#### PROBLEM TO WORK ON
Transcribe, word for word and without additions, each line below from the one containing "RSS 2.0 document." through the one containing "let make_service = make_service_fn(move", both ends included.

################

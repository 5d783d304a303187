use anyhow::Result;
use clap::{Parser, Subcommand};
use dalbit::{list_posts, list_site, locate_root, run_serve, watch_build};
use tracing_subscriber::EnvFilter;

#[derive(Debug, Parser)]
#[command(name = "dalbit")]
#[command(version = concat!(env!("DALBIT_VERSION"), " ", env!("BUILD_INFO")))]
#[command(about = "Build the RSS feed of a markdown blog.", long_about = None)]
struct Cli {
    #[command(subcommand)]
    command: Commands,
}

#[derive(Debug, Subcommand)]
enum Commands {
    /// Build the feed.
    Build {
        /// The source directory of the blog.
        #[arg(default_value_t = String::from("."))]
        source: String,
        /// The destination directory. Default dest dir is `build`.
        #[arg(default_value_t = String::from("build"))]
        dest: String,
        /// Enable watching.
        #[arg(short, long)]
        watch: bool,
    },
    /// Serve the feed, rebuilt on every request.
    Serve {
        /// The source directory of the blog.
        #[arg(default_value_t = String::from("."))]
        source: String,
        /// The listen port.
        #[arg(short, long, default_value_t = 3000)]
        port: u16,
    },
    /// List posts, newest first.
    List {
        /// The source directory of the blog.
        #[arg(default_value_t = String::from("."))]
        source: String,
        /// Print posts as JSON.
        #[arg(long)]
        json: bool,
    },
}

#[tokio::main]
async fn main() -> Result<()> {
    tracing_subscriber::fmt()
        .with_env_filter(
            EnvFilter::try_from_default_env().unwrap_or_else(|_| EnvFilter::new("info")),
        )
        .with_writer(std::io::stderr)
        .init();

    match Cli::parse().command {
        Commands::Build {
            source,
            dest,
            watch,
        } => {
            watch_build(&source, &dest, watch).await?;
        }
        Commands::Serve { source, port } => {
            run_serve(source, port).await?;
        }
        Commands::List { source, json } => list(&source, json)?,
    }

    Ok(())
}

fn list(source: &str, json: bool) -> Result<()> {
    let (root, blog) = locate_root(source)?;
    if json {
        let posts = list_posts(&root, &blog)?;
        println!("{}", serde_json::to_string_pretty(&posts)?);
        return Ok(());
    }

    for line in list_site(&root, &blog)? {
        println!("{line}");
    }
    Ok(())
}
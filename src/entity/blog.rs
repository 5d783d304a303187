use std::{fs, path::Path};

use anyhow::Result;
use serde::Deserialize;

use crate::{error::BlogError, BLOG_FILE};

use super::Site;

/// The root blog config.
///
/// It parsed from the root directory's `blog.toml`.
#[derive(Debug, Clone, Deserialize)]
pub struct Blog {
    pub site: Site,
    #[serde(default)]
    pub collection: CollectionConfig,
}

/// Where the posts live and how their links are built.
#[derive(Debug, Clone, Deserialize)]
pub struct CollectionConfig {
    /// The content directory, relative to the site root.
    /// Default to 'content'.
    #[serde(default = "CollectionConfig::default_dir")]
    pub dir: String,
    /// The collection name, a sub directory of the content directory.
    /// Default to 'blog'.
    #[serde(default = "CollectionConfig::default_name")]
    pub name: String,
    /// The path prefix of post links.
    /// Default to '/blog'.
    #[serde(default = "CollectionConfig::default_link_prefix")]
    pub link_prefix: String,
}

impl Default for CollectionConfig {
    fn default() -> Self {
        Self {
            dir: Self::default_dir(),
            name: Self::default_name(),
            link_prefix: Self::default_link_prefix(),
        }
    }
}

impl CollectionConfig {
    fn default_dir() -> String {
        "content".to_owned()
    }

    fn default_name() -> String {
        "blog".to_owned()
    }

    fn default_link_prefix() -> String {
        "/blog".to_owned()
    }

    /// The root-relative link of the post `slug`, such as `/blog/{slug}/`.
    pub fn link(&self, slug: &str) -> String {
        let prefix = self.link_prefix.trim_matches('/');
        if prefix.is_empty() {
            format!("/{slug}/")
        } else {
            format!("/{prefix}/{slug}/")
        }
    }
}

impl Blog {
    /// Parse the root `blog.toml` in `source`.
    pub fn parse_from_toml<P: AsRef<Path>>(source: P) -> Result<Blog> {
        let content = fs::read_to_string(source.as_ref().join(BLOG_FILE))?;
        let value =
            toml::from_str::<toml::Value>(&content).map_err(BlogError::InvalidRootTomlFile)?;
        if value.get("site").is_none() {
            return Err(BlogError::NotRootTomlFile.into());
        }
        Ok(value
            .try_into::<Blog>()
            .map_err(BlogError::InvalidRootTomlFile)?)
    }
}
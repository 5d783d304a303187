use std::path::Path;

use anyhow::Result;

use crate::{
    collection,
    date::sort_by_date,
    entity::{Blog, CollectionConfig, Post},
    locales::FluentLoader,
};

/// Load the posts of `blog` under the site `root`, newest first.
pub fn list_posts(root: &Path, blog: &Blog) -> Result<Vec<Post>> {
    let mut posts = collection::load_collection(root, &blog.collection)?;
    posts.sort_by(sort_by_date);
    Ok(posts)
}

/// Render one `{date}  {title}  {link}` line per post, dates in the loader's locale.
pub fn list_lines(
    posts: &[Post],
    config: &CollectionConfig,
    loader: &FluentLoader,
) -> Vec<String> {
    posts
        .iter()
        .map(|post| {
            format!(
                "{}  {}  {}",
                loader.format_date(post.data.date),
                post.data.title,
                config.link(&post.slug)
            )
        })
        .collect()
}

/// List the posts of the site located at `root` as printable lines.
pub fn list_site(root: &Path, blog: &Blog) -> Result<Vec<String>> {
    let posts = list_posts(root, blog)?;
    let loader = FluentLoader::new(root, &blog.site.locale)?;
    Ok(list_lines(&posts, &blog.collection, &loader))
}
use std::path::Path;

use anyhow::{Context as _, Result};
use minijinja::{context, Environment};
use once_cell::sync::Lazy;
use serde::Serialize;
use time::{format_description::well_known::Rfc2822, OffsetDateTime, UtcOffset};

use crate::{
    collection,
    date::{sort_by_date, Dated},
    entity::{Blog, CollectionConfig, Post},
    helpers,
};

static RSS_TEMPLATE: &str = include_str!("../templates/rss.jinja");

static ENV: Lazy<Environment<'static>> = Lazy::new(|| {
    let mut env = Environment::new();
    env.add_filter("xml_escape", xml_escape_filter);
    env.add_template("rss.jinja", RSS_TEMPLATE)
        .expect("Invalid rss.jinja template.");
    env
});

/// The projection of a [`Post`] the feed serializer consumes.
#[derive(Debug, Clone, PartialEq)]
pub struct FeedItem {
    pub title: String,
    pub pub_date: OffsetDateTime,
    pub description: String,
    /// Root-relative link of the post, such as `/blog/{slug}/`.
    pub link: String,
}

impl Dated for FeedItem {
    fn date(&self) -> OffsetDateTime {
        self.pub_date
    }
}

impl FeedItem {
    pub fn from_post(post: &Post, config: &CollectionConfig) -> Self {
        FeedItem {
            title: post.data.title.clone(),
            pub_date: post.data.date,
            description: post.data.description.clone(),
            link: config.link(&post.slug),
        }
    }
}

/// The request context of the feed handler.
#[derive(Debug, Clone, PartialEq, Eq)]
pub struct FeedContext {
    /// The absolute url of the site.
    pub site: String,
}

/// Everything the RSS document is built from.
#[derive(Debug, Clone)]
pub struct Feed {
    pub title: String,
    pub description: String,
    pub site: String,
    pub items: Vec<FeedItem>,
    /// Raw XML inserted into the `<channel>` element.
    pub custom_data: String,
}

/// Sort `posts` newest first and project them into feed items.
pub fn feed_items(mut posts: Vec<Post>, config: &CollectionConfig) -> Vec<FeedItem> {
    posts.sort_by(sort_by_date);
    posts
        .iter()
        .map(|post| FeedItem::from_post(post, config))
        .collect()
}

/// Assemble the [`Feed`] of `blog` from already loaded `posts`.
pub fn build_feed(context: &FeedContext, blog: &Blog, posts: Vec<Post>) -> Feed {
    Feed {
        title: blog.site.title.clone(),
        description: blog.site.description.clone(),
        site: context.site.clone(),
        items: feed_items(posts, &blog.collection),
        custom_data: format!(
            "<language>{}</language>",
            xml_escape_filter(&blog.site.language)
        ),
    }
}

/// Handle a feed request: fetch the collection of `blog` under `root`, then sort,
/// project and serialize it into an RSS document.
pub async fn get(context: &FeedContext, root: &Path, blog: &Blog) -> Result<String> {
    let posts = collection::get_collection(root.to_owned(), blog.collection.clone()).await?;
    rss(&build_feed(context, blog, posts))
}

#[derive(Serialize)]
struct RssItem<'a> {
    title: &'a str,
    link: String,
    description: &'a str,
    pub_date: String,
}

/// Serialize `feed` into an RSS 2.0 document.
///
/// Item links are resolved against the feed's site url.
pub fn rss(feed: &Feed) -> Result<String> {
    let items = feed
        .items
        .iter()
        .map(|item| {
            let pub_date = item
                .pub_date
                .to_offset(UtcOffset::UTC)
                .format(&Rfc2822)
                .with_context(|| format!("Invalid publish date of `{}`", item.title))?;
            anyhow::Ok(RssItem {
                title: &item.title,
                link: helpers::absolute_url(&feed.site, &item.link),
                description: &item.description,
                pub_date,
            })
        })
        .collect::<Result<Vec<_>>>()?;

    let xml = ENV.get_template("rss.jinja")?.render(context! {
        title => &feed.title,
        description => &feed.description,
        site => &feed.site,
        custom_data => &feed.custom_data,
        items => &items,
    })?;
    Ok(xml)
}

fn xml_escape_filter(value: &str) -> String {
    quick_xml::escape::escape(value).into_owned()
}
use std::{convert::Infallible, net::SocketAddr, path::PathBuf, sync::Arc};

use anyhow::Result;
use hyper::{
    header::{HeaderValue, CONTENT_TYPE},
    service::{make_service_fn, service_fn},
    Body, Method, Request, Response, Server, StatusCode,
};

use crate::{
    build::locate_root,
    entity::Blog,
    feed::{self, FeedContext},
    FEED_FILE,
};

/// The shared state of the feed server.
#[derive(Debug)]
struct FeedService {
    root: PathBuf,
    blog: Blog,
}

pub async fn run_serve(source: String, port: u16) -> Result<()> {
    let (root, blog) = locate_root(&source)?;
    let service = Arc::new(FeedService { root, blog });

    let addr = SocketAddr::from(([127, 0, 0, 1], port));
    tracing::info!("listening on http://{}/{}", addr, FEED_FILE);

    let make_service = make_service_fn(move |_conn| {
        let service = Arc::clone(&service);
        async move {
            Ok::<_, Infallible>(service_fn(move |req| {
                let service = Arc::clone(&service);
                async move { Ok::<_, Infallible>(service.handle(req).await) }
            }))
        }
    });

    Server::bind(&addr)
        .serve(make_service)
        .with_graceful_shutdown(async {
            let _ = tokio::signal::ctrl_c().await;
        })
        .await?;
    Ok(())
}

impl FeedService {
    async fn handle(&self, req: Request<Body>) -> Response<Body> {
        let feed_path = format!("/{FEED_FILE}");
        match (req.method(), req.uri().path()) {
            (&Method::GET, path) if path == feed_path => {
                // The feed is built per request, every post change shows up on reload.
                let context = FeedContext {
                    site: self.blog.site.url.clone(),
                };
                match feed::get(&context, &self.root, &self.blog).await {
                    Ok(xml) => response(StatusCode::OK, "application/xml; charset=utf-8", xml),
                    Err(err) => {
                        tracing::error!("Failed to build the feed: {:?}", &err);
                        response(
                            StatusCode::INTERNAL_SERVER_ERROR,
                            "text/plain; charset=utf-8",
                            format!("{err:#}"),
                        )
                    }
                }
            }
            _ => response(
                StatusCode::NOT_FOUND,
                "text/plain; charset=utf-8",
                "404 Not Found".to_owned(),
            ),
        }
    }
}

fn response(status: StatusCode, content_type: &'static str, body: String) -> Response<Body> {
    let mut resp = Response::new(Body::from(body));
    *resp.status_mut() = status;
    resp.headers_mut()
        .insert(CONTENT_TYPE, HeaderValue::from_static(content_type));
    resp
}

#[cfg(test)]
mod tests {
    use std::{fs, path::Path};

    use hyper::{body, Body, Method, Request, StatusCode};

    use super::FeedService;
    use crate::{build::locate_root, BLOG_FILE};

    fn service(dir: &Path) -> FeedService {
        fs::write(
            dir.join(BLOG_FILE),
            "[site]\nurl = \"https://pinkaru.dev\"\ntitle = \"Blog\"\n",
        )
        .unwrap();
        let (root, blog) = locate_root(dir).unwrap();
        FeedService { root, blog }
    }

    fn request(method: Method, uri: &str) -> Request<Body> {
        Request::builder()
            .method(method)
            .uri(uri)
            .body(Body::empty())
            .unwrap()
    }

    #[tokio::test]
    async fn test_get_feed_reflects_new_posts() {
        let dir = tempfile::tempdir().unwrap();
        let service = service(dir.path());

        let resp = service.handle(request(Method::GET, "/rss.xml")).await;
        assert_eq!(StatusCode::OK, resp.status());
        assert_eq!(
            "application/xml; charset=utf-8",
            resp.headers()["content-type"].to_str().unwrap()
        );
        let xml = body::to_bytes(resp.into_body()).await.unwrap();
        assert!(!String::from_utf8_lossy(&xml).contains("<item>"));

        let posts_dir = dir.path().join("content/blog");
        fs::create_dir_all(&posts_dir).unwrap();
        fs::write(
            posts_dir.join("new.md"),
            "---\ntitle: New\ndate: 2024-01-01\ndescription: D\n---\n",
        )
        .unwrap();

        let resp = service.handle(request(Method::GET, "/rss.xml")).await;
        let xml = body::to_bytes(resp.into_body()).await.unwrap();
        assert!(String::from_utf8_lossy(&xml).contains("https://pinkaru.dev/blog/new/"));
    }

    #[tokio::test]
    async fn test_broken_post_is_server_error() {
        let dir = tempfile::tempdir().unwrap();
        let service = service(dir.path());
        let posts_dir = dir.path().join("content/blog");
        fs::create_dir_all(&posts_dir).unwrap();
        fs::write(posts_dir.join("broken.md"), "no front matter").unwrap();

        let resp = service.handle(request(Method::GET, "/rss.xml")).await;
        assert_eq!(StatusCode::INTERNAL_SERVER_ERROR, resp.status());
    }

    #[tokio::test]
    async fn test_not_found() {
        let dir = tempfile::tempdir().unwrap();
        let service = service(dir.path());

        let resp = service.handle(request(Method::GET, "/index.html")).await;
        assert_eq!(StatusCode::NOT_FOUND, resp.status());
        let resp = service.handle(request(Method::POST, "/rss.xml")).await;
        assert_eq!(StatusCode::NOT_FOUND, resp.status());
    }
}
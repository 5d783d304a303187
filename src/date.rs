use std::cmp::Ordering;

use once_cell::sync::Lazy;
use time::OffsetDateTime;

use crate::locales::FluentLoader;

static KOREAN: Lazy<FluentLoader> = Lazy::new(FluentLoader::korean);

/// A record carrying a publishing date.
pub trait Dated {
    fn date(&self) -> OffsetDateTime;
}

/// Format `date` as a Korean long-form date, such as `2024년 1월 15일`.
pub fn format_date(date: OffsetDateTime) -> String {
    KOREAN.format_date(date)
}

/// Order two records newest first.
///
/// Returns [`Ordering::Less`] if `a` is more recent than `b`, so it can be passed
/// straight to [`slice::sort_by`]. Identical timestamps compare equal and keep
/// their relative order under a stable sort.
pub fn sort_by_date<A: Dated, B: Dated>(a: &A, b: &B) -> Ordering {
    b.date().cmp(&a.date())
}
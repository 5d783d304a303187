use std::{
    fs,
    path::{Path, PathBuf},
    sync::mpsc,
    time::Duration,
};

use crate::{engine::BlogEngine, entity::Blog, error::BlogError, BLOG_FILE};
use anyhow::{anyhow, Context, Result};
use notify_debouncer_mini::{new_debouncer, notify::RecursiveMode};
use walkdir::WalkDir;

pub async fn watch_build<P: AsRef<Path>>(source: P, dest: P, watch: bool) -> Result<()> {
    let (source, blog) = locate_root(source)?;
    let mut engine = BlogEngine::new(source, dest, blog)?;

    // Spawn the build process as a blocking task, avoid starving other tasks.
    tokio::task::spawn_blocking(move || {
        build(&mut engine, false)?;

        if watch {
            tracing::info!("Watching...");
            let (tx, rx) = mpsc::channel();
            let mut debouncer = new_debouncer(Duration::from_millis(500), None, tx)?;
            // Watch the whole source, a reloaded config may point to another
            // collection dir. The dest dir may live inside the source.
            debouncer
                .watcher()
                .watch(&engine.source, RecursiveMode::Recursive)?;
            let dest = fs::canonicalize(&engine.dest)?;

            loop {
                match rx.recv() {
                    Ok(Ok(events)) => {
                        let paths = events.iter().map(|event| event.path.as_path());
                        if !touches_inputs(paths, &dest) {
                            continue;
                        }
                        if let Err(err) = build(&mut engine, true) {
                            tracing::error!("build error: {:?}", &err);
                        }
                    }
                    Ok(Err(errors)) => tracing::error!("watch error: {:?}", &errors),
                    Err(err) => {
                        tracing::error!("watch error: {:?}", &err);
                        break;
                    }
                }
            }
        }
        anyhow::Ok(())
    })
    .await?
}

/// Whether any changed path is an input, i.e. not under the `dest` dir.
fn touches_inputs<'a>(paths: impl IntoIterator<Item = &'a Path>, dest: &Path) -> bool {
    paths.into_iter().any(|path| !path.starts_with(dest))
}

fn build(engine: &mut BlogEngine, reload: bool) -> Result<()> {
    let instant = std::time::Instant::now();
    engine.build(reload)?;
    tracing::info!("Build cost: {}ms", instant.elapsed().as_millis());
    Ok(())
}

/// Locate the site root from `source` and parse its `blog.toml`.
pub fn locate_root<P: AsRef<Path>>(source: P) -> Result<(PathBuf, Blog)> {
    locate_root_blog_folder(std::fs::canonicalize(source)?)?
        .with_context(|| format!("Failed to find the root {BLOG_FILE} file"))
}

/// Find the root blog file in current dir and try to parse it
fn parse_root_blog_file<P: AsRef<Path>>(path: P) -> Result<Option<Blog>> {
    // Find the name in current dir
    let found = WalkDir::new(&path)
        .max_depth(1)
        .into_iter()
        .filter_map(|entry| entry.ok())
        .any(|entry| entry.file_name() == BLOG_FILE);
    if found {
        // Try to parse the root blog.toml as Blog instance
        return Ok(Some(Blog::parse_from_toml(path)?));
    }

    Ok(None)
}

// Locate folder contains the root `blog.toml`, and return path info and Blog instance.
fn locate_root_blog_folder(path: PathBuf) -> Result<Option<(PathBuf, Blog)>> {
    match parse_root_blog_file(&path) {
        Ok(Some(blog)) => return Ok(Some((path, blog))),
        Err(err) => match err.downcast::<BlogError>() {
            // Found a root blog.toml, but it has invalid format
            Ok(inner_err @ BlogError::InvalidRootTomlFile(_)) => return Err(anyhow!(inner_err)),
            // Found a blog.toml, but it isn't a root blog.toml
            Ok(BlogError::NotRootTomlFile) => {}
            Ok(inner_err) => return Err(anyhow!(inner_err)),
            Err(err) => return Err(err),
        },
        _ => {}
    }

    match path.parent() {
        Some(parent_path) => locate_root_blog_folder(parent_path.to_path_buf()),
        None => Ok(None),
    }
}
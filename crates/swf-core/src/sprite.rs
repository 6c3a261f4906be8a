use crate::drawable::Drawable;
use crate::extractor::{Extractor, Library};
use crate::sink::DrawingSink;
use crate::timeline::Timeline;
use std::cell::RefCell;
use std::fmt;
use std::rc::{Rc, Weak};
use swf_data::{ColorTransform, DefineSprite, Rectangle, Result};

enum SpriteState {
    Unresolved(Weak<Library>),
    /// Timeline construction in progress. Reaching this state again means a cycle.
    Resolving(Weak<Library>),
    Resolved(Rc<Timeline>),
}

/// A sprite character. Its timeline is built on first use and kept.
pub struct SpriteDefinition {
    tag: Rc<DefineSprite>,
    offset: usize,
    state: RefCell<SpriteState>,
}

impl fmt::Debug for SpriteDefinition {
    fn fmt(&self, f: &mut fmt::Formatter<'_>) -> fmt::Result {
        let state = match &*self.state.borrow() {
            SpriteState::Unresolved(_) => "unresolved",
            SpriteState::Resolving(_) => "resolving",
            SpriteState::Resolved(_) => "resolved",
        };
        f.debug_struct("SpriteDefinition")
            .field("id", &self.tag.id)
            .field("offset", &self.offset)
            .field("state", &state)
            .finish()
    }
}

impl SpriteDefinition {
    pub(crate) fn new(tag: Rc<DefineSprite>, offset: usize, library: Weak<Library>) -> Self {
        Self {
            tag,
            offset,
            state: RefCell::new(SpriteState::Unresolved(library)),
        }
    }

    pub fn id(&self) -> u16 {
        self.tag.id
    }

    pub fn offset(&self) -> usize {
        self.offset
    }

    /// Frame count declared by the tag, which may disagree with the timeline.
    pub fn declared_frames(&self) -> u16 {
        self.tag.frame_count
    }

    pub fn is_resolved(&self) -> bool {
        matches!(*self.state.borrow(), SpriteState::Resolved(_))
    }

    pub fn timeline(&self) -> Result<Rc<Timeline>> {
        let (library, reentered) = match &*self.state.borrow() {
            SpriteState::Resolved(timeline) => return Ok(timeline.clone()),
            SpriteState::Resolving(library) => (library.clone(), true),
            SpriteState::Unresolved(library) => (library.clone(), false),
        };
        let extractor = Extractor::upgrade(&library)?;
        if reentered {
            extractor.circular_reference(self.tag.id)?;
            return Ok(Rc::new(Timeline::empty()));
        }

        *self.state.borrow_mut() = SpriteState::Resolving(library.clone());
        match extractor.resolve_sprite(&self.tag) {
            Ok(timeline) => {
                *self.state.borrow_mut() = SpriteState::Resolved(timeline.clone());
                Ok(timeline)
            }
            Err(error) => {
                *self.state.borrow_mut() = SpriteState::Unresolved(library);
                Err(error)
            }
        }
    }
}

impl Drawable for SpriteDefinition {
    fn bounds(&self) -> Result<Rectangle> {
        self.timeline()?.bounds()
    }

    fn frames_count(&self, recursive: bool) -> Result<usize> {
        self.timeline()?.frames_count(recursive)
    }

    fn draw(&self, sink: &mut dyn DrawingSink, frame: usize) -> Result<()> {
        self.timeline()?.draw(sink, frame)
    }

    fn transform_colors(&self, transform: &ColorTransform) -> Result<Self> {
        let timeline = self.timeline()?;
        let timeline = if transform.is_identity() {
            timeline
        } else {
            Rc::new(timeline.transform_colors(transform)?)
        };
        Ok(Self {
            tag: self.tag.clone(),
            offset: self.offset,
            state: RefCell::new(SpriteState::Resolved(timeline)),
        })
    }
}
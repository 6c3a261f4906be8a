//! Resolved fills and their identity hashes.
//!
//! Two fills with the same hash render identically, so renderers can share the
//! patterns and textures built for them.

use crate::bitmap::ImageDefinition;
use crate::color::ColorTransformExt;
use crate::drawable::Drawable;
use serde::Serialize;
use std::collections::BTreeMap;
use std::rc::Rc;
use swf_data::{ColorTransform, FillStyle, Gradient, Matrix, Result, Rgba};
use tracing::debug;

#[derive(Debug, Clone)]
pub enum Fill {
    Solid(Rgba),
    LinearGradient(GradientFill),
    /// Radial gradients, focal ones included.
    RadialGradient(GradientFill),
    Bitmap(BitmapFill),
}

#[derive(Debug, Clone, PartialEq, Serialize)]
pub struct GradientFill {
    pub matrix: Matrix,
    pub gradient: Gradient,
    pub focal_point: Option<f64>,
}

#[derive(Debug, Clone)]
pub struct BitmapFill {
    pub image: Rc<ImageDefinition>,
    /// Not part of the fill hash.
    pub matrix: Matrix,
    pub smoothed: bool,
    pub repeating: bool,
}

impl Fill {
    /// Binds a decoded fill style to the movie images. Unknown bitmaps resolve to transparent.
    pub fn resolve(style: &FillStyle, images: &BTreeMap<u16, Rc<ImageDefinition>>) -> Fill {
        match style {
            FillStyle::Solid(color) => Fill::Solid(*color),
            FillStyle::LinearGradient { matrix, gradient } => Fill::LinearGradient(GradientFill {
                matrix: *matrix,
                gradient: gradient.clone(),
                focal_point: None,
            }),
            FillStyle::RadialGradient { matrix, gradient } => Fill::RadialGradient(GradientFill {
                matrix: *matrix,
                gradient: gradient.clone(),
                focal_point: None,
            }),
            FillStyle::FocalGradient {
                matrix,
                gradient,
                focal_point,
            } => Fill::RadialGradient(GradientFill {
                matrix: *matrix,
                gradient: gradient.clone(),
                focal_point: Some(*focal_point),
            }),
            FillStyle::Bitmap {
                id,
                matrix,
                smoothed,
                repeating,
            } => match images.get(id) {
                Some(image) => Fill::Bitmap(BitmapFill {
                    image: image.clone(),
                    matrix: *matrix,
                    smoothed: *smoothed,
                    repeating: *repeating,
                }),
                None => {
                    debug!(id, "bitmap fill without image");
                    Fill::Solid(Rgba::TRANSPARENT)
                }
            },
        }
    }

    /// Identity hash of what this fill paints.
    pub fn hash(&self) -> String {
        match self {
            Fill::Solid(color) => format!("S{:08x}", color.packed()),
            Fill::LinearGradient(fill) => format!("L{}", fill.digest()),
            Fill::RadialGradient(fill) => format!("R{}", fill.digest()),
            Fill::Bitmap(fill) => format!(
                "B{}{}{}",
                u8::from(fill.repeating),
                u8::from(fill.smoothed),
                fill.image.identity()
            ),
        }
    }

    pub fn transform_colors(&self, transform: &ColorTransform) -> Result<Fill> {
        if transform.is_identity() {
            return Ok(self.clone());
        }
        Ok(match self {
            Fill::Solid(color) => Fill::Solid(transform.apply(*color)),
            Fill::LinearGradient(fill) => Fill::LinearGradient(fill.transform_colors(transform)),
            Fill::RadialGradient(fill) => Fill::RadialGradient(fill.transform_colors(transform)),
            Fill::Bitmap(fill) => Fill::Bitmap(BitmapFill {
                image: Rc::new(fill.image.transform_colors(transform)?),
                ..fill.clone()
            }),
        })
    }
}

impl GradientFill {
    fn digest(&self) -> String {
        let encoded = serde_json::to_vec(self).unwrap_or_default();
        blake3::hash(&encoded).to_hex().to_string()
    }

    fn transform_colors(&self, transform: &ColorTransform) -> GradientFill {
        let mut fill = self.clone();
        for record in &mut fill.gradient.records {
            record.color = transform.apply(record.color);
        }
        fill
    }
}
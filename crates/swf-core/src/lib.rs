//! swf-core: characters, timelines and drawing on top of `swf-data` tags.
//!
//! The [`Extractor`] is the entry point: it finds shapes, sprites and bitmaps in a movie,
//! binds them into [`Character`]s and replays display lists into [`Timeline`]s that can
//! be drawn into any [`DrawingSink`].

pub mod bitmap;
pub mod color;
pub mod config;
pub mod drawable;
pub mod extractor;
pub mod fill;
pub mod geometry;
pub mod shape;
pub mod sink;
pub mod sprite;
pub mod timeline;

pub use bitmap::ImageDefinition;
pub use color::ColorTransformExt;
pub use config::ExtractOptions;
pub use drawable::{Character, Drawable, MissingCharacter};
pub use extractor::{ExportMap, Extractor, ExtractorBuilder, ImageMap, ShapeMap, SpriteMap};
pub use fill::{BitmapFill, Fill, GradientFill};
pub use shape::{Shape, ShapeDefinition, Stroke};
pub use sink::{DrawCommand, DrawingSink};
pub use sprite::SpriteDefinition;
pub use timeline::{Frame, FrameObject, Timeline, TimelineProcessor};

################

#### SOLUTION FOR THIS PROBLEM
/// Serialize `feed` into an RSS 2.0 document.
///
/// Item links are resolved against the feed's site url.
pub fn rss(feed: &Feed) -> Result<String> {
    let items = feed
        .items
        .iter()
        .map(|item| {
            let pub_date = item
                .pub_date
                .to_offset(UtcOffset::UTC)
                .format(&Rfc2822)
                .with_context(|| format!("Invalid publish date of `{}`", item.title))?;
            anyhow::Ok(RssItem {
                title: &item.title,
                link: helpers::absolute_url(&feed.site, &item.link),
                description: &item.description,
                pub_date,
            })
        })
        .collect::<Result<Vec<_>>>()?;

    let xml = ENV.get_template("rss.jinja")?.render(context! {
        title => &feed.title,
        description => &feed.description,
        site => &feed.site,
        custom_data => &feed.custom_data,
        items => &items,
    })?;
    Ok(xml)
}

fn xml_escape_filter(value: &str) -> String {
    quick_xml::escape::escape(value).into_owned()
}
use std::{convert::Infallible, net::SocketAddr, path::PathBuf, sync::Arc};

use anyhow::Result;
use hyper::{
    header::{HeaderValue, CONTENT_TYPE},
    service::{make_service_fn, service_fn},
    Body, Method, Request, Response, Server, StatusCode,
};

use crate::{
    build::locate_root,
    entity::Blog,
    feed::{self, FeedContext},
    FEED_FILE,
};

/// The shared state of the feed server.
#[derive(Debug)]
struct FeedService {
    root: PathBuf,
    blog: Blog,
}

pub async fn run_serve(source: String, port: u16) -> Result<()> {
    let (root, blog) = locate_root(&source)?;
    let service = Arc::new(FeedService { root, blog });

    let addr = SocketAddr::from(([127, 0, 0, 1], port));
    tracing::info!("listening on http://{}/{}", addr, FEED_FILE);

    let make_service = make_service_fn(move |_conn| {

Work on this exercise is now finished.